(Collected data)
***

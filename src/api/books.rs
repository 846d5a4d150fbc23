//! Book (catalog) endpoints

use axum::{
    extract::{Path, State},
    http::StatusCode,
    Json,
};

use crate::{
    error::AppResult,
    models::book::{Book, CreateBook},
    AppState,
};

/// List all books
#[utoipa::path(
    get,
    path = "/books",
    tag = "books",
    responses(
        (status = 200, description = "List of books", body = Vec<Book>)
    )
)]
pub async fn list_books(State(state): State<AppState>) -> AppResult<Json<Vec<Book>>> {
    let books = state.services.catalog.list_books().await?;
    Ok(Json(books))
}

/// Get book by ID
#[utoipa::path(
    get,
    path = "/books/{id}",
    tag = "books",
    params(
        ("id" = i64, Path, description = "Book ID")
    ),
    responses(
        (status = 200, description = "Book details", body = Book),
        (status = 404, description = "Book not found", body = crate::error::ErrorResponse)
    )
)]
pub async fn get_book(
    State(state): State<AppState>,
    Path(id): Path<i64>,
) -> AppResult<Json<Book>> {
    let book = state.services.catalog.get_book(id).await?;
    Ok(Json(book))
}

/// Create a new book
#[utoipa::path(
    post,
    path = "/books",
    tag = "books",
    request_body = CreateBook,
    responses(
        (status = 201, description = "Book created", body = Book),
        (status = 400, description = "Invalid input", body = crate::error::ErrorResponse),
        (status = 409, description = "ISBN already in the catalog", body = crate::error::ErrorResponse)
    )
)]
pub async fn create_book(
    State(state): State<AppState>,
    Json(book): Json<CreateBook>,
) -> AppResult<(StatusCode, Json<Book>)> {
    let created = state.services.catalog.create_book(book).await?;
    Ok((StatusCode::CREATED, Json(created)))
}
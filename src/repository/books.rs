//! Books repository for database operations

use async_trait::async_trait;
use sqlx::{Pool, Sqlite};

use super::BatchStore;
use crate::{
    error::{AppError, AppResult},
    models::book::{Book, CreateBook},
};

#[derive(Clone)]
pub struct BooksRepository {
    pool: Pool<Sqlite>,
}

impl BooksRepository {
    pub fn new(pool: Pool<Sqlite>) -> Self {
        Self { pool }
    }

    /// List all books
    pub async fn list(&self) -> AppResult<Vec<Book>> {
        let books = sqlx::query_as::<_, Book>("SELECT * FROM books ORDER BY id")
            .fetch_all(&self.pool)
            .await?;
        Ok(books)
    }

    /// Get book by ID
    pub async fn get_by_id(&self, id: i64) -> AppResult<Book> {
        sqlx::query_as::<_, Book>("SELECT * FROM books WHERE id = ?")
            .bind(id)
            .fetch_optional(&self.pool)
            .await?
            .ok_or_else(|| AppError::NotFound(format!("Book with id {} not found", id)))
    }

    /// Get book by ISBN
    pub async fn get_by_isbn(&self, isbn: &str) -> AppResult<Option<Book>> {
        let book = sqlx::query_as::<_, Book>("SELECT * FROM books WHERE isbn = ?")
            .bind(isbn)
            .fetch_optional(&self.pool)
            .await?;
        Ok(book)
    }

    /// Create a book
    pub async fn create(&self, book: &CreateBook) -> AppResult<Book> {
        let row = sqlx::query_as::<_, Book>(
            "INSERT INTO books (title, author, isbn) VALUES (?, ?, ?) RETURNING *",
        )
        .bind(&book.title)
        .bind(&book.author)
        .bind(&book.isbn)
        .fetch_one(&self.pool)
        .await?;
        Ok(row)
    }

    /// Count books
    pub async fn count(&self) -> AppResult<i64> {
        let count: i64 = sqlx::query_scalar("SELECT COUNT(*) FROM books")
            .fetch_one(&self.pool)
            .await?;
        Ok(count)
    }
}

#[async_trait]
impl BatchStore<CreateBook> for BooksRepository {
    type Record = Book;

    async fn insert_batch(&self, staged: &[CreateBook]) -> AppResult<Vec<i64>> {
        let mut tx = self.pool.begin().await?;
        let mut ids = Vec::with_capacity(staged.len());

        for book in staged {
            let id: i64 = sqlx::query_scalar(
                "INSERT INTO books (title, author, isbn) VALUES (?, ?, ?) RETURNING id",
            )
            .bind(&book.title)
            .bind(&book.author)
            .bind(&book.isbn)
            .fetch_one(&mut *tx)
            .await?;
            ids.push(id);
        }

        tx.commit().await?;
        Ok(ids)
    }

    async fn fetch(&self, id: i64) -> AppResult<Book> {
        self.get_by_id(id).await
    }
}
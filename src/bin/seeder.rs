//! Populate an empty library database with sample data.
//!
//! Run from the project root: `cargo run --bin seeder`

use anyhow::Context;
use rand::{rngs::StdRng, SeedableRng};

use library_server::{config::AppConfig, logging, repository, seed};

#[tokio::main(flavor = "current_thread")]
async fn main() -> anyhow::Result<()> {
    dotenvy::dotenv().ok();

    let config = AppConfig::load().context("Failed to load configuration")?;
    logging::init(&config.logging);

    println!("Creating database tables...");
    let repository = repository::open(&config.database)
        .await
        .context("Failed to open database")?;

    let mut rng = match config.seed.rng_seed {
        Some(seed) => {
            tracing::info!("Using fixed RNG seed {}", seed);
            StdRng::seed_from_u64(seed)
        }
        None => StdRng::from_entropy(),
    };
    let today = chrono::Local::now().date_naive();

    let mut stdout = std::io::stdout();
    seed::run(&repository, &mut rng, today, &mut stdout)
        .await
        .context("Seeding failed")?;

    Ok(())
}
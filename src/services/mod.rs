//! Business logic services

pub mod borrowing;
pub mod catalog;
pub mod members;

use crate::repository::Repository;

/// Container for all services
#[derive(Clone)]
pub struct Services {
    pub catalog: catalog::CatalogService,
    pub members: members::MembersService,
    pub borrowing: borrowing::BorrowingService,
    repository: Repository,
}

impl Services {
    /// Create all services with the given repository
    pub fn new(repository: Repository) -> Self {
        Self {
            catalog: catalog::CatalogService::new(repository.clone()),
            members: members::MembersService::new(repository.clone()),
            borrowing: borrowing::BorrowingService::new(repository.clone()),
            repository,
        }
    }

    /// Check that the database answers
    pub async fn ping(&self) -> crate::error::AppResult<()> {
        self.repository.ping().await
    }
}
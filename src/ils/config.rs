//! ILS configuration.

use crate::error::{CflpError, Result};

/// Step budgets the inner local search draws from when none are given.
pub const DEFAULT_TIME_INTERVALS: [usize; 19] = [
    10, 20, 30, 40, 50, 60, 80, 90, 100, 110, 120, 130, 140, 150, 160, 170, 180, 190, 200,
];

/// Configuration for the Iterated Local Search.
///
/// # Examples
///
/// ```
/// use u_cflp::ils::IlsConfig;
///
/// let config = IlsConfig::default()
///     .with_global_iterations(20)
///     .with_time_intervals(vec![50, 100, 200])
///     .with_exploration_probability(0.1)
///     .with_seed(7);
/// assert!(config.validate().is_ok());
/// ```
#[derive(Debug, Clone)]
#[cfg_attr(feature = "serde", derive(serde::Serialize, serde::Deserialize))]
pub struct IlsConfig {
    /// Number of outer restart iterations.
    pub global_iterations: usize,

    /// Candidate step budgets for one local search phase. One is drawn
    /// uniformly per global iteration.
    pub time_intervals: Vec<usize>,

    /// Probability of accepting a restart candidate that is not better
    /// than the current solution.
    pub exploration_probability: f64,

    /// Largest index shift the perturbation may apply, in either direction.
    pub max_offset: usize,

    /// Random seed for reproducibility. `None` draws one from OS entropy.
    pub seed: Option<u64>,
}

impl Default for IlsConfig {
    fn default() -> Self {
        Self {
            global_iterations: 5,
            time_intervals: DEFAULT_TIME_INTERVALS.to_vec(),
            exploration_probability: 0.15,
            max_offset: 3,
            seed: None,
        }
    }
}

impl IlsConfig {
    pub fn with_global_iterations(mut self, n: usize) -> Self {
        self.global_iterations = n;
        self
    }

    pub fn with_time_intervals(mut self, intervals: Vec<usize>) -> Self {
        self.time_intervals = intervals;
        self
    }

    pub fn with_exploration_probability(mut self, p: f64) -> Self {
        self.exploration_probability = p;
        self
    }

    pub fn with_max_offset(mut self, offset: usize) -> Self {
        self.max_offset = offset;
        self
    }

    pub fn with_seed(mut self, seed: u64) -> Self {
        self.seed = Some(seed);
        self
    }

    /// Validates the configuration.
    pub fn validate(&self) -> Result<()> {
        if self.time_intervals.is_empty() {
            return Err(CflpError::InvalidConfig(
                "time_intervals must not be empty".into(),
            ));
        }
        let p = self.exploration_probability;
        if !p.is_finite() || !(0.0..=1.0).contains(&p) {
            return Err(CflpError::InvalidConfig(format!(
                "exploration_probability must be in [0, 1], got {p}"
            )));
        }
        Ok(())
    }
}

***

__How to complete this task__
Across all the records above, find each line with "draws" in it and copy it.

__Worked solution__
/// Step budgets the inner local search draws from when none are given.
    /// Random seed for reproducibility. `None` draws one from OS entropy.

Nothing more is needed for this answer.